D => asm.js for the web?
bearophile
bearophileHUGS at lycos.com
Fri Mar 22 19:20:32 PDT 2013
Maybe you remember the NaCl or PNaCl plug-in from Google, that
allows to safely run code at near native speed on the browser
(only 10-30% speed loss, in a probably safe sandbox). This
plug-in seems interesting, but so far I think it's not getting a
lot of traction, and it seems Mozilla is not interested in it.
Now on Reddit they have linked "asm.js". It's an easy to compile
subset of JavaScript, that contains type annotations (inside
comments, so it's still valid standard JavaScript). Mozilla has
created a modified version of its JIT that recognizes asm.js code
and compiles it ahead of time to give, they say, about half the
speed of native code (if it's not recognized, it's seen as normal
JS). Even if this speed will increase a little with time, I think
it will keep being a little slower than NaCl code, but maybe for
lot of people the speed of asm.js will be enough (and the safety
of NaCl is not so certain).
A modified version of Emscripten (a LLVM bytecode to JavaScript
compiler) outputs asm.js.

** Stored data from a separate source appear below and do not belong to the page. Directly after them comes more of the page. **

//! Sync status display.

use chrono::{TimeZone, Utc};
use colored::Colorize;

use crate::model::EntityKind;
use crate::sync::types::{KindCounts, SyncStatus};

fn label(kind: EntityKind) -> &'static str {
    match kind {
        EntityKind::Trip => "Trips",
        EntityKind::Place => "Places",
        EntityKind::Itinerary => "Itinerary",
        EntityKind::Packing => "Packing",
        EntityKind::Traveler => "Travelers",
        EntityKind::Expense => "Expenses",
    }
}

/// Non-zero per-kind lines, aligned.
pub(crate) fn count_lines(counts: &KindCounts) -> Vec<String> {
    EntityKind::ALL
        .iter()
        .filter(|kind| counts.get(**kind) > 0)
        .map(|kind| {
            let name = format!("{}:", label(*kind));
            format!("  {name:<11}{}", counts.get(*kind))
        })
        .collect()
}

fn format_time(ms: i64) -> String {
    Utc.timestamp_millis_opt(ms)
        .single()
        .map_or_else(|| ms.to_string(), |t| t.format("%Y-%m-%d %H:%M").to_string())
}

/// Print sync status to stdout in a human-readable format.
pub fn print_status(status: &SyncStatus) {
    println!("{}", "Sync Status".bold().underline());
    println!();

    let remote = if status.online {
        "reachable".green()
    } else {
        "unreachable".red()
    };
    println!("Remote store: {remote}");
    println!();

    if status.totals.total() > 0 {
        println!("{}", "Cached Data:".blue().bold());
        for line in count_lines(&status.totals) {
            println!("{line}");
        }
    } else {
        println!("{}", "Nothing cached yet.".dimmed());
    }
    println!();

    if !status.has_pending() {
        println!("{}", "Everything is synced.".green());
        return;
    }

    if status.unsynced.total() > 0 {
        println!("{}", "Not Yet Pushed:".yellow().bold());
        for line in count_lines(&status.unsynced) {
            println!("{line}");
        }
        println!("  {}: {}", "Total".bold(), status.unsynced.total());
        println!();
    }

    if !status.pending_deletions.is_empty() {
        println!("{}", "Queued Remote Deletes:".yellow().bold());
        for pending in &status.pending_deletions {
            let error = pending.last_error.as_deref().unwrap_or("offline");
            println!(
                "  {} {} (queued {}, {} attempt(s): {})",
                pending.kind,
                pending.remote_id.cyan(),
                format_time(pending.queued_at),
                pending.attempts,
                error.dimmed()
            );
        }
        println!();
    }

    if status.online {
        println!(
            "Run {} to push pending changes.",
            "tripsync sync flush".cyan()
        );
    } else {
        println!(
            "{}",
            "Pending changes will be pushed once the remote store is reachable.".dimmed()
        );
    }
}

#[cfg(test)]
mod tests {
    use super::*;

    #[test]
    fn test_count_lines_skip_empty_kinds() {
        let mut counts = KindCounts::default();
        counts.set(EntityKind::Trip, 2);
        counts.set(EntityKind::Expense, 5);
        let lines = count_lines(&counts);
        assert_eq!(lines.len(), 2);
        assert!(lines[0].starts_with("  Trips:"));
        assert!(lines[1].ends_with('5'));
    }

    #[test]
    fn test_format_time() {
        assert_eq!(format_time(0), "1970-01-01 00:00");
    }
}
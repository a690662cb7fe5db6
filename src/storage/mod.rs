//! SQLite storage layer for tripsync.
//!
//! The local cache serves three roles: offline write queue, read fallback
//! when the remote store is unreachable, and a materialized copy of the
//! remote data for fast reads. It provides:
//! - WAL mode for concurrent reads
//! - Transaction discipline for atomic writes
//! - Audit events for history
//!
//! # Submodules
//!
//! - [`events`] - Audit event storage
//! - [`migrations`] - Versioned upgrades of cached documents
//! - [`schema`] - Database schema definitions
//! - [`sqlite`] - Main SQLite storage implementation

pub mod events;
pub mod migrations;
pub mod schema;
pub mod sqlite;

pub use sqlite::{
    insert_row, CacheRow, MutationContext, PendingDeletion, ReplaceStats, SqliteStorage,
};
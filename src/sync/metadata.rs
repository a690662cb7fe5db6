//! Trip metadata synchronizer.
//!
//! Refreshes only the ownership, sharing and timestamp fields of one trip.
//! Runs before any access decision so that a revoked share is seen before
//! cached content is shown.

use tracing::{debug, info};

use crate::connectivity::Connectivity;
use crate::error::{Error, Result};
use crate::model::{wire, EntityKind, Record, Trip, TripMeta};
use crate::remote::{RemoteError, RemoteStore};
use crate::sync::engine::SyncEngine;

impl<R: RemoteStore, C: Connectivity> SyncEngine<R, C> {
    /// Pull the sharing metadata of one trip into the cache.
    ///
    /// Other cached trip fields are left alone. A trip that is not cached
    /// yet is fetched whole. Returns `None` when the remote store no longer
    /// has the trip; the cached copy is evicted in that case.
    ///
    /// # Errors
    ///
    /// Returns `Offline` when the remote store is unreachable, or the remote
    /// store's error. The cache is untouched on error.
    pub async fn sync_metadata(&mut self, trip_id: &str) -> Result<Option<Record<Trip>>> {
        if !self.is_online().await {
            return Err(Error::Offline);
        }

        let Some(mut row) = self
            .remote
            .get(EntityKind::Trip, trip_id, Some(TripMeta::COLUMNS))
            .await?
        else {
            debug!(trip_id, "trip gone remotely, evicting");
            self.storage.evict(EntityKind::Trip, trip_id)?;
            return Ok(None);
        };

        row.remove("id");
        let meta: TripMeta = serde_json::from_value(row.into())
            .map_err(|e| RemoteError::Decode(format!("trip metadata: {e}")))?;

        if let Some(record) = self
            .storage
            .apply_trip_metadata(trip_id, &meta, &self.actor)?
        {
            debug!(trip_id, shared = record.fields.shared_with.len(), "metadata synced");
            return Ok(Some(record));
        }

        let Some(full) = self.remote.get(EntityKind::Trip, trip_id, None).await? else {
            return Ok(None);
        };
        let (remote_id, trip) = wire::from_remote_row::<Trip>(full)?;
        let record = self.storage.put_synced(&remote_id, &trip)?;
        info!(trip_id, "cached trip on first metadata sync");
        Ok(Some(record))
    }
}
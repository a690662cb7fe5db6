//! Status command implementation.

use super::{print_json, runtime, Context};
use crate::error::{Error, Result};
use crate::sync::print_status;

/// Execute status command.
///
/// Reports cached record counts, records not yet pushed, queued remote
/// deletes, and whether the remote store answers right now.
///
/// # Errors
///
/// Returns `NotInitialized` if the local database does not exist yet.
pub fn execute(ctx: &Context, json: bool) -> Result<()> {
    if !ctx.db_path.exists() {
        return Err(Error::NotInitialized);
    }

    let engine = ctx.engine()?;
    let rt = runtime()?;
    let status = rt.block_on(async { engine.status().await })?;

    if json {
        return print_json(&status);
    }

    print_status(&status);
    Ok(())
}
//! Storefront Backend Library
//!
//! Exposes the router, auth services and wiring for the binary and integration tests.

pub mod api;
pub mod app;
pub mod auth;
pub mod catalog;
pub mod clock;
pub mod config;
pub mod middleware;

pub use app::{build_state, build_store};
pub use config::Config;
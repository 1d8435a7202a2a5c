//! Storefront Backend
//! Mission: Serve the product catalog behind stateless bearer-token authentication

use anyhow::{Context, Result};
use std::sync::Arc;
use tokio::net::TcpListener;
use tracing::{info, warn};
use tracing_subscriber::{layer::SubscriberExt, util::SubscriberInitExt};

use storefront_backend::{api::create_router, build_state, clock::SystemClock, Config};

#[tokio::main]
async fn main() -> Result<()> {
    let config = Config::load()?;
    init_tracing();

    info!("🚀 Storefront backend starting");

    let state = build_state(&config, Arc::new(SystemClock))?;
    info!(
        "🔐 Auth ready: account {} with roles {:?}, token ttl {}s",
        config.username,
        config.roles(),
        config.jwt_ttl_secs
    );

    let app = create_router(state);

    let listener = TcpListener::bind(config.addr)
        .await
        .with_context(|| format!("Failed to bind {}", config.addr))?;
    info!("🎯 API server listening on {}", config.addr);

    axum::serve(listener, app)
        .with_graceful_shutdown(shutdown_signal())
        .await
        .context("Server error")?;

    info!("👋 Shutdown complete");
    Ok(())
}

/// Initialize tracing
fn init_tracing() {
    tracing_subscriber::registry()
        .with(
            tracing_subscriber::EnvFilter::try_from_default_env()
                .unwrap_or_else(|_| "storefront_backend=debug,tower_http=info".into()),
        )
        .with(tracing_subscriber::fmt::layer())
        .init();
}

async fn shutdown_signal() {
    if let Err(e) = tokio::signal::ctrl_c().await {
        warn!("Failed to listen for shutdown signal: {}", e);
        std::future::pending::<()>().await;
    }
    info!("🛑 Shutdown signal received");
}
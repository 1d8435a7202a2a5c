//! JWT Token Handler
//! Mission: Issue and parse compact signed tokens carrying a subject and an expiry

use crate::auth::{
    error::TokenError,
    models::{AuthenticatedIdentity, Claims, Identity},
};
use anyhow::{bail, Context, Result};
use base64::{engine::general_purpose::URL_SAFE_NO_PAD, Engine};
use chrono::{DateTime, Duration, Utc};
use jsonwebtoken::{
    decode, decode_header, encode, errors::ErrorKind, Algorithm, DecodingKey, EncodingKey, Header,
    Validation,
};
use rand::RngCore;
use std::fmt;
use tracing::debug;

/// HS512 wants at least this much key material to be meaningful.
pub const MIN_SECRET_LEN: usize = 32;
const GENERATED_SECRET_LEN: usize = 64;
const ALGORITHM: Algorithm = Algorithm::HS512;

/// Process-wide HMAC signing key. Built once at startup, never from request data.
#[derive(Clone)]
pub struct SigningKey(Vec<u8>);

impl SigningKey {
    pub fn from_secret(secret: &str) -> Result<Self> {
        if secret.len() < MIN_SECRET_LEN {
            bail!(
                "JWT secret must be at least {} bytes (got {})",
                MIN_SECRET_LEN,
                secret.len()
            );
        }
        Ok(Self(secret.as_bytes().to_vec()))
    }

    /// Fresh random key. Tokens signed with it die with the process.
    pub fn generate() -> Self {
        let mut bytes = vec![0u8; GENERATED_SECRET_LEN];
        rand::thread_rng().fill_bytes(&mut bytes);
        Self(bytes)
    }

    fn as_bytes(&self) -> &[u8] {
        &self.0
    }
}

impl fmt::Debug for SigningKey {
    fn fmt(&self, f: &mut fmt::Formatter<'_>) -> fmt::Result {
        f.write_str("SigningKey(**redacted**)")
    }
}

/// Freshly issued token and its expiry
#[derive(Debug, Clone)]
pub struct IssuedToken {
    pub token: String,
    pub expires_at: DateTime<Utc>,
}

/// Claims recovered from a token whose structure, signature, and expiry checked out
#[derive(Debug, Clone, PartialEq, Eq)]
pub struct ParsedToken {
    pub subject: String,
    pub roles: Vec<String>,
    pub issued_at: DateTime<Utc>,
    pub expires_at: DateTime<Utc>,
}

impl ParsedToken {
    /// Claims agree with the identity currently on record and are still live.
    ///
    /// The subject comparison only fails for stores whose lookup normalises
    /// usernames (case folding, trimming). Expiry repeats the check in `parse`
    /// against the same instant.
    pub fn is_consistent_with(&self, identity: &Identity, now: DateTime<Utc>) -> bool {
        self.subject == identity.username && now < self.expires_at
    }
}

/// JWT Handler for token operations
pub struct JwtHandler {
    encoding_key: EncodingKey,
    decoding_key: DecodingKey,
    validation: Validation,
    ttl: Duration,
}

impl JwtHandler {
    pub fn new(key: &SigningKey, ttl: Duration) -> Self {
        let mut validation = Validation::new(ALGORITHM);
        // Expiry is checked against the injected clock in `parse`.
        validation.validate_exp = false;
        validation.validate_aud = false;
        validation.set_required_spec_claims(&["exp", "sub"]);

        Self {
            encoding_key: EncodingKey::from_secret(key.as_bytes()),
            decoding_key: DecodingKey::from_secret(key.as_bytes()),
            validation,
            ttl,
        }
    }

    /// Sign a token for `identity` valid from `now` until `now + ttl`
    pub fn issue(&self, identity: &AuthenticatedIdentity, now: DateTime<Utc>) -> Result<IssuedToken> {
        let expires_at = now
            .checked_add_signed(self.ttl)
            .context("Invalid timestamp")?;

        let claims = Claims {
            sub: identity.username.clone(),
            roles: identity.roles.iter().cloned().collect(),
            iat: now.timestamp(),
            exp: expires_at.timestamp(),
        };

        debug!(
            "Issuing JWT for {}, expires at {}",
            identity.username,
            expires_at.to_rfc3339()
        );

        let token = encode(&Header::new(ALGORITHM), &claims, &self.encoding_key)
            .context("Failed to generate JWT")?;

        Ok(IssuedToken {
            token,
            expires_at: timestamp_to_datetime(claims.exp)?,
        })
    }

    /// Check structure, then signature, then expiry. Never consults the credential store.
    pub fn parse(&self, token: &str, now: DateTime<Utc>) -> Result<ParsedToken, TokenError> {
        check_structure(token)?;

        let verified = decode::<Claims>(token, &self.decoding_key, &self.validation)
            .map_err(|e| match e.kind() {
                // Header and payload already decoded, so a base64 failure is in the signature.
                ErrorKind::InvalidSignature
                | ErrorKind::InvalidAlgorithm
                | ErrorKind::Base64(_) => TokenError::InvalidSignature,
                _ => TokenError::MalformedToken,
            })?
            .claims;

        let expires_at =
            timestamp_to_datetime(verified.exp).map_err(|_| TokenError::MalformedToken)?;
        let issued_at =
            timestamp_to_datetime(verified.iat).map_err(|_| TokenError::MalformedToken)?;

        if now >= expires_at {
            return Err(TokenError::ExpiredToken);
        }

        Ok(ParsedToken {
            subject: verified.sub,
            roles: verified.roles,
            issued_at,
            expires_at,
        })
    }
}

/// Structural decode of header and payload, without trusting either.
fn check_structure(token: &str) -> Result<(), TokenError> {
    let segments: Vec<&str> = token.split('.').collect();
    let [_, payload, signature] = segments.as_slice() else {
        return Err(TokenError::MalformedToken);
    };
    if signature.is_empty() {
        return Err(TokenError::MalformedToken);
    }

    decode_header(token).map_err(|_| TokenError::MalformedToken)?;

    let payload = URL_SAFE_NO_PAD
        .decode(payload)
        .map_err(|_| TokenError::MalformedToken)?;
    serde_json::from_slice::<Claims>(&payload)
        .map(|_| ())
        .map_err(|_| TokenError::MalformedToken)
}

fn timestamp_to_datetime(secs: i64) -> Result<DateTime<Utc>> {
    DateTime::from_timestamp(secs, 0).context("timestamp out of range")
}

So if you have C/C++ code, with
Emscripten and some parts of LLVM you compile it to asm.js, and
then Firefox Nightly recognizes it (there is an annotation).
So given the LDC2 project, maybe with LDC+Emscripten+asm.js there
is a chance to see D on the web. I think someone will be happy to
use D instead of C/C++ on the web for performance-sensitive code,
like games. This is a small window of opportunity for D.